Foi exatamente essa a cena.

Ela estava descendo em sua pequena bicicleta lilás o morro da rua de casa;
Beirava os cinco anos de idade e nunca se contentara com as brincadeiras de boneca; gostava de subir nas arvores, de jogar futebol com os meninos, etc.
Já na metade do morro, seu cachorro atravessou em sua direção... Ela não tinha freios, no entanto, preferiu mesmo já tendo ganhado velocidade, se jogar no cascalho a atropelar o animal.
Machucou-se muito, esfolou, bateu, sangrou; mesmo assim, levantou rápido e prontamente foi prestar assistência ao cão que não havia sofrido sequer um arranhão.

Entendeu?

É da natureza dela, esquecer-se de si.
Desde aquele dia, deixou-se de lado pra cuidar de qualquer pessoa que chegue perto o suficiente.
Ela não tem medo de se machucar; ao contrário, ela sabe que vai se machucar.
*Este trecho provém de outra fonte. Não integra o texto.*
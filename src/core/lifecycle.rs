//! Lifecycle state machines for simulated objects
//!
//! Every stateful object (stalk, bast, field, farmer, machines, sheet) declares
//! its states, the operations that act on it, and a table of legal
//! `(state, operation) -> next state` transitions. Operations that only
//! require a state without leaving it are listed as self-transitions.
//! Anything not in the table is an illegal transition.

use std::fmt;

use crate::core::error::SimError;

/// A state enumeration with its transition table
pub trait Lifecycle: Copy + Eq + fmt::Debug + fmt::Display + 'static {
    /// Operations that act on objects with this lifecycle
    type Op: Copy + Eq + fmt::Debug + fmt::Display + 'static;

    /// Entity name used in error messages (e.g., "stalk")
    const ENTITY: &'static str;

    /// State a freshly created object starts in
    const INITIAL: Self;

    /// Legal transitions as `(from, operation, to)`
    const TRANSITIONS: &'static [(Self, Self::Op, Self)];

    /// Look up the state reached by applying `op` in this state
    fn next(self, op: Self::Op) -> Option<Self> {
        Self::TRANSITIONS
            .iter()
            .find(|(from, o, _)| *from == self && *o == op)
            .map(|(_, _, to)| *to)
    }

    /// Operations that are legal in this state
    fn allowed_operations(self) -> Vec<Self::Op> {
        Self::TRANSITIONS
            .iter()
            .filter(|(from, _, _)| *from == self)
            .map(|(_, op, _)| *op)
            .collect()
    }
}

/// Current state of one object, advanced only through its transition table
#[derive(Debug, Clone, Copy, PartialEq, Eq)]
pub struct Machine<S: Lifecycle> {
    state: S,
}

impl<S: Lifecycle> Default for Machine<S> {
    fn default() -> Self {
        Self::new()
    }
}

impl<S: Lifecycle> Machine<S> {
    /// Start in the lifecycle's initial state
    pub fn new() -> Self {
        Self { state: S::INITIAL }
    }

    /// Start in an explicit state (e.g., bast segments created already cut)
    pub fn starting_at(state: S) -> Self {
        Self { state }
    }

    pub fn state(&self) -> S {
        self.state
    }

    /// Verify `op` is legal without changing state
    pub fn check(&self, op: S::Op) -> Result<S, SimError> {
        self.state.next(op).ok_or_else(|| {
            let allowed = self.state.allowed_operations();
            SimError::IllegalStateTransition {
                entity: S::ENTITY,
                state: self.state.to_string(),
                operation: op.to_string(),
                allowed: if allowed.is_empty() {
                    "none".to_string()
                } else {
                    allowed
                        .iter()
                        .map(|op| op.to_string())
                        .collect::<Vec<_>>()
                        .join(", ")
                },
            }
        })
    }

    /// Apply `op`, moving to the next state
    pub fn apply(&mut self, op: S::Op) -> Result<S, SimError> {
        let next = self.check(op)?;
        self.state = next;
        Ok(next)
    }
}

#[cfg(test)]
mod tests {
    use super::*;

    #[derive(Debug, Clone, Copy, PartialEq, Eq)]
    enum Door {
        Closed,
        Open,
        Locked,
    }

    #[derive(Debug, Clone, Copy, PartialEq, Eq)]
    enum DoorOp {
        Open,
        Close,
        Lock,
        Knock,
    }

    impl fmt::Display for Door {
        fn fmt(&self, f: &mut fmt::Formatter<'_>) -> fmt::Result {
            write!(f, "{:?}", self)
        }
    }

    impl fmt::Display for DoorOp {
        fn fmt(&self, f: &mut fmt::Formatter<'_>) -> fmt::Result {
            write!(f, "{:?}", self)
        }
    }

    impl Lifecycle for Door {
        type Op = DoorOp;
        const ENTITY: &'static str = "door";
        const INITIAL: Self = Door::Closed;
        const TRANSITIONS: &'static [(Self, DoorOp, Self)] = &[
            (Door::Closed, DoorOp::Open, Door::Open),
            (Door::Closed, DoorOp::Lock, Door::Locked),
            (Door::Closed, DoorOp::Knock, Door::Closed),
            (Door::Open, DoorOp::Close, Door::Closed),
        ];
    }

    #[test]
    fn test_apply_follows_table() {
        let mut door: Machine<Door> = Machine::new();
        assert_eq!(door.state(), Door::Closed);
        assert_eq!(door.apply(DoorOp::Open).unwrap(), Door::Open);
        assert_eq!(door.apply(DoorOp::Close).unwrap(), Door::Closed);
        assert_eq!(door.apply(DoorOp::Knock).unwrap(), Door::Closed);
        assert_eq!(door.apply(DoorOp::Lock).unwrap(), Door::Locked);
    }

    #[test]
    fn test_illegal_transition_keeps_state() {
        let mut door: Machine<Door> = Machine::starting_at(Door::Locked);
        let err = door.apply(DoorOp::Open).unwrap_err();
        assert!(err.is_illegal_transition());
        assert_eq!(door.state(), Door::Locked);
        assert!(err.to_string().contains("door"));
        assert!(err.to_string().ends_with("(allowed: none)"));
    }

    #[test]
    fn test_check_does_not_advance() {
        let door: Machine<Door> = Machine::new();
        assert_eq!(door.check(DoorOp::Open).unwrap(), Door::Open);
        assert_eq!(door.state(), Door::Closed);

        let err = door.check(DoorOp::Close).unwrap_err();
        assert!(err
            .to_string()
            .ends_with("in state 'Closed' (allowed: Open, Lock, Knock)"));
    }

    #[test]
    fn test_allowed_operations() {
        assert_eq!(
            Door::Closed.allowed_operations(),
            vec![DoorOp::Open, DoorOp::Lock, DoorOp::Knock]
        );
        assert!(Door::Locked.allowed_operations().is_empty());
    }
}
//! Error types shared by the simulation core
//!
//! All of these are precondition violations detected at the point of the
//! call. None are retried; they abort the run. Scrapping stalks or bast is
//! normal attrition and never shows up here.

use thiserror::Error;

use crate::core::config::ConfigError;

/// Errors raised by sampling, entity and stage operations
#[derive(Debug, Error)]
pub enum SimError {
    #[error("Invalid distribution parameters: {message}")]
    InvalidParameters { message: String },

    #[error("Degenerate beta distribution (alpha={alpha:.4}, beta={beta:.4}); variance too large for the mean")]
    DegenerateDistribution { alpha: f64, beta: f64 },

    #[error("Cannot handle bast width given as {count} value(s); expected 1 or 2")]
    InvalidWidthType { count: usize },

    #[error("Width {width:.3} mm is outside the bast's range [{end:.3}, {start:.3}]")]
    OutOfRange { width: f64, start: f64, end: f64 },

    #[error("Illegal state transition: cannot {operation} a {entity} in state '{state}' (allowed: {allowed})")]
    IllegalStateTransition {
        entity: &'static str,
        state: String,
        operation: String,
        allowed: String,
    },

    #[error(transparent)]
    Config(#[from] ConfigError),

    #[error("Failed to write report: {0}")]
    Csv(#[from] csv::Error),

    #[error("IO error: {0}")]
    Io(#[from] std::io::Error),
}

impl SimError {
    /// Shorthand for an `InvalidParameters` error
    pub fn invalid(message: impl Into<String>) -> Self {
        SimError::InvalidParameters {
            message: message.into(),
        }
    }

    /// True if this error reports an operation invoked in the wrong state
    pub fn is_illegal_transition(&self) -> bool {
        matches!(self, SimError::IllegalStateTransition { .. })
    }
}

#[cfg(test)]
mod tests {
    use super::*;

    #[test]
    fn test_illegal_transition_message() {
        let err = SimError::IllegalStateTransition {
            entity: "stalk",
            state: "fresh".to_string(),
            operation: "peel".to_string(),
            allowed: "dry".to_string(),
        };
        assert!(err.is_illegal_transition());
        assert_eq!(
            err.to_string(),
            "Illegal state transition: cannot peel a stalk in state 'fresh' (allowed: dry)"
        );
    }

    #[test]
    fn test_invalid_shorthand() {
        let err = SimError::invalid("min must not exceed max");
        assert!(matches!(err, SimError::InvalidParameters { .. }));
        assert!(!err.is_illegal_transition());
    }
}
Sabe que vai sofrer, sabe que vai chorar, sabe dos riscos todos...
Ela optou por arriscar e assume todas as consequências.
Optou por ser desmedida; por tentar sempre, por sonhar sempre, por amar muito, por viver muito, por andar pelas ruas à noite, por confiar em todos, por abrir o coração, por não esconder o choro, por escolher a canção, pelo drama e pela risada alta, pelo romance e pelo uísque... Bebidas quentes, coração quente...
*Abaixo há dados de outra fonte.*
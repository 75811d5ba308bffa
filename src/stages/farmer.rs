//! Farmer stage - plants fields and hands over the dried harvest
//!
//! The farmer owns a set of fields and a pool of harvested stalks. Stalks only
//! ever leave the pool through [`Farmer::get`], which empties it.

use std::fmt;

use crate::core::config::FarmerConfig;
use crate::core::context::SimContext;
use crate::core::error::SimError;
use crate::core::lifecycle::{Lifecycle, Machine};
use crate::core::report::Series;
use crate::entities::field::{Field, FieldState};
use crate::entities::stalk::Stalk;

/// Farmer lifecycle states
#[derive(Debug, Clone, Copy, PartialEq, Eq)]
pub enum FarmerState {
    Active,
    Retired,
}

/// Operations on a farmer
#[derive(Debug, Clone, Copy, PartialEq, Eq)]
pub enum FarmerOp {
    Plant,
    Harvest,
    Dry,
    Get,
    Retire,
}

impl fmt::Display for FarmerState {
    fn fmt(&self, f: &mut fmt::Formatter<'_>) -> fmt::Result {
        match self {
            FarmerState::Active => write!(f, "active"),
            FarmerState::Retired => write!(f, "retired"),
        }
    }
}

impl fmt::Display for FarmerOp {
    fn fmt(&self, f: &mut fmt::Formatter<'_>) -> fmt::Result {
        match self {
            FarmerOp::Plant => write!(f, "plant"),
            FarmerOp::Harvest => write!(f, "harvest"),
            FarmerOp::Dry => write!(f, "dry"),
            FarmerOp::Get => write!(f, "get"),
            FarmerOp::Retire => write!(f, "retire"),
        }
    }
}

impl Lifecycle for FarmerState {
    type Op = FarmerOp;
    const ENTITY: &'static str = "farmer";
    const INITIAL: Self = FarmerState::Active;
    const TRANSITIONS: &'static [(Self, FarmerOp, Self)] = &[
        (FarmerState::Active, FarmerOp::Plant, FarmerState::Active),
        (FarmerState::Active, FarmerOp::Harvest, FarmerState::Active),
        (FarmerState::Active, FarmerOp::Dry, FarmerState::Active),
        (FarmerState::Active, FarmerOp::Get, FarmerState::Active),
        (FarmerState::Active, FarmerOp::Retire, FarmerState::Retired),
    ];
}

/// Field areas in square meters, one field per entry
#[derive(Debug, Clone, Default, PartialEq)]
pub struct Areas(Vec<f64>);

impl Areas {
    pub fn as_slice(&self) -> &[f64] {
        &self.0
    }
}

impl From<f64> for Areas {
    fn from(area: f64) -> Self {
        Areas(vec![area])
    }
}

impl From<Vec<f64>> for Areas {
    fn from(areas: Vec<f64>) -> Self {
        Areas(areas)
    }
}

impl From<&[f64]> for Areas {
    fn from(areas: &[f64]) -> Self {
        Areas(areas.to_vec())
    }
}

impl<const N: usize> From<[f64; N]> for Areas {
    fn from(areas: [f64; N]) -> Self {
        Areas(areas.to_vec())
    }
}

/// Manages fields and the pool of harvested stalks
#[derive(Debug)]
pub struct Farmer {
    config: FarmerConfig,
    fields: Vec<Field>,
    stalks: Vec<Stalk>,
    machine: Machine<FarmerState>,
}

impl Farmer {
    pub fn new(config: FarmerConfig) -> Self {
        tracing::info!("farmer starts working");
        Self {
            config,
            fields: Vec::new(),
            stalks: Vec::new(),
            machine: Machine::new(),
        }
    }

    pub fn state(&self) -> FarmerState {
        self.machine.state()
    }

    pub fn fields(&self) -> &[Field] {
        &self.fields
    }

    /// Stalks harvested and not yet handed over
    pub fn pool(&self) -> &[Stalk] {
        &self.stalks
    }

    /// Create one field per area, then sow and grow each of them
    pub fn plant(&mut self, areas: impl Into<Areas>, ctx: &mut SimContext<'_>) -> Result<(), SimError> {
        self.machine.check(FarmerOp::Plant)?;

        // fields join the farm only once all of them are grown
        let areas: Areas = areas.into();
        let first = self.fields.len();
        let mut planted = areas
            .as_slice()
            .iter()
            .enumerate()
            .map(|(n, area)| Field::new(format!("field.{:04}", first + n), *area))
            .collect::<Result<Vec<_>, _>>()?;

        for field in &mut planted {
            field.sow()?;
            field.grow(&self.config, &mut *ctx.rng)?;
        }
        self.fields.extend(planted);

        let density: Vec<f64> = self
            .fields
            .iter()
            .flat_map(|f| f.stalk_density().iter().copied())
            .collect();
        ctx.record(Series::histogram(
            "stalk_density",
            "Number of Stalks per Area",
            "density of stalks [1/(m*m)]",
            "area [m^2]",
            density,
        ))?;

        Ok(())
    }

    /// Collect the stalks of every grown field into the pool
    pub fn harvest(&mut self, ctx: &mut SimContext<'_>) -> Result<(), SimError> {
        self.machine.check(FarmerOp::Harvest)?;

        let uids: Vec<&str> = self.fields.iter().map(|f| f.uid()).collect();
        tracing::info!("harvest {} field(s): {}", uids.len(), uids.join(" "));

        for field in &mut self.fields {
            if field.state() == FieldState::Grown {
                self.stalks.extend(field.harvest()?);
            }
        }

        ctx.record(Series::histogram(
            "stalk_len",
            "Stalk Length Histogram",
            "length [mm]",
            "number of stalks",
            self.stalks.iter().map(|s| s.length()),
        ))?;
        ctx.record(Series::histogram(
            "stalk_dia",
            "Stalk Diameter Histogram",
            "diameter [mm]",
            "number of stalks",
            self.stalks.iter().map(|s| s.diameter()),
        ))?;

        Ok(())
    }

    /// Dry every stalk in the pool
    pub fn dry(&mut self) -> Result<(), SimError> {
        self.machine.check(FarmerOp::Dry)?;

        tracing::info!("dry harvest: {} stalks", self.stalks.len());
        for stalk in &mut self.stalks {
            stalk.dry()?;
        }
        Ok(())
    }

    /// Hand over the pool, leaving it empty
    pub fn get(&mut self) -> Result<Vec<Stalk>, SimError> {
        self.machine.check(FarmerOp::Get)?;
        Ok(std::mem::take(&mut self.stalks))
    }

    pub fn retire(&mut self) -> Result<(), SimError> {
        self.machine.apply(FarmerOp::Retire)?;
        tracing::info!("farmer retired");
        Ok(())
    }
}

#[cfg(test)]
mod tests {
    use super::*;
    use crate::core::config::SimConfig;
    use crate::core::report::MemoryRecorder;
    use crate::entities::stalk::StalkState;
    use rand::rngs::StdRng;
    use rand::SeedableRng;

    fn farmer() -> Farmer {
        Farmer::new(SimConfig::with_defaults().farmer)
    }

    #[test]
    fn test_plant_harvest_dry_get() {
        let mut rng = StdRng::seed_from_u64(8);
        let mut rec = MemoryRecorder::new();
        let mut ctx = SimContext::new(&mut rng, &mut rec);
        let mut farmer = farmer();

        farmer.plant([2.0, 3.0], &mut ctx).unwrap();
        assert_eq!(farmer.fields().len(), 2);
        assert_eq!(farmer.fields()[1].uid(), "field.0001");

        farmer.harvest(&mut ctx).unwrap();
        farmer.dry().unwrap();
        let stalks = farmer.get().unwrap();

        assert!(!stalks.is_empty());
        assert!(stalks.iter().all(|s| s.state() == StalkState::Dried));
        assert!(farmer.pool().is_empty());
        assert!(farmer.get().unwrap().is_empty());

        assert_eq!(rec.names(), vec!["stalk_density", "stalk_len", "stalk_dia"]);
        assert_eq!(rec.get("stalk_density").unwrap().points.len(), 5);
        assert_eq!(rec.get("stalk_len").unwrap().points.len(), stalks.len());
    }

    #[test]
    fn test_plant_accepts_scalar_area() {
        let mut rng = StdRng::seed_from_u64(8);
        let mut rec = MemoryRecorder::new();
        let mut ctx = SimContext::new(&mut rng, &mut rec);
        let mut farmer = farmer();

        farmer.plant(1.0, &mut ctx).unwrap();
        assert_eq!(farmer.fields().len(), 1);
        assert_eq!(farmer.fields()[0].state(), FieldState::Grown);
    }

    #[test]
    fn test_second_planting_only_grows_new_fields() {
        let mut rng = StdRng::seed_from_u64(8);
        let mut rec = MemoryRecorder::new();
        let mut ctx = SimContext::new(&mut rng, &mut rec);
        let mut farmer = farmer();

        farmer.plant(1.0, &mut ctx).unwrap();
        farmer.harvest(&mut ctx).unwrap();
        farmer.plant(1.0, &mut ctx).unwrap();

        assert_eq!(farmer.fields()[0].state(), FieldState::Harvested);
        assert_eq!(farmer.fields()[1].state(), FieldState::Grown);
    }

    #[test]
    fn test_invalid_area_plants_nothing() {
        let mut rng = StdRng::seed_from_u64(8);
        let mut rec = MemoryRecorder::new();
        let mut ctx = SimContext::new(&mut rng, &mut rec);
        let mut farmer = farmer();

        assert!(farmer.plant([2.0, -1.0], &mut ctx).is_err());
        assert!(farmer.fields().is_empty());

        farmer.plant(1.0, &mut ctx).unwrap();
        assert_eq!(farmer.fields().len(), 1);
        assert_eq!(farmer.fields()[0].uid(), "field.0000");
        assert_eq!(farmer.fields()[0].state(), FieldState::Grown);
    }

    #[test]
    fn test_retired_farmer_rejects_work() {
        let mut rng = StdRng::seed_from_u64(8);
        let mut rec = MemoryRecorder::new();
        let mut ctx = SimContext::new(&mut rng, &mut rec);
        let mut farmer = farmer();

        farmer.retire().unwrap();
        assert_eq!(farmer.state(), FarmerState::Retired);

        assert!(farmer.plant(1.0, &mut ctx).unwrap_err().is_illegal_transition());
        assert!(farmer.harvest(&mut ctx).unwrap_err().is_illegal_transition());
        assert!(farmer.dry().unwrap_err().is_illegal_transition());
        assert!(farmer.get().unwrap_err().is_illegal_transition());
        assert!(farmer.retire().unwrap_err().is_illegal_transition());
    }
}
Talvez ela precise de alguém que cuide dela, mas é difícil dizer; parece mesmo que é assim que deve ser... Sozinha, se doando demais, aceitando migalhas gratuitas, mas sem nunca pedir algo em troca...

Dizem que ela gosta mesmo é dos abraços.

Alguns se sentiam culpados, outros se apaixonavam. De uns ela arrancou lágrimas, muitos a levaram às lágrimas. Por todos ela sentia, pelo sim e pelo não, sentia muito.

Ninguém tem culpa; naquele dia ela fizera sua escolha...

Descer o morro sem freios.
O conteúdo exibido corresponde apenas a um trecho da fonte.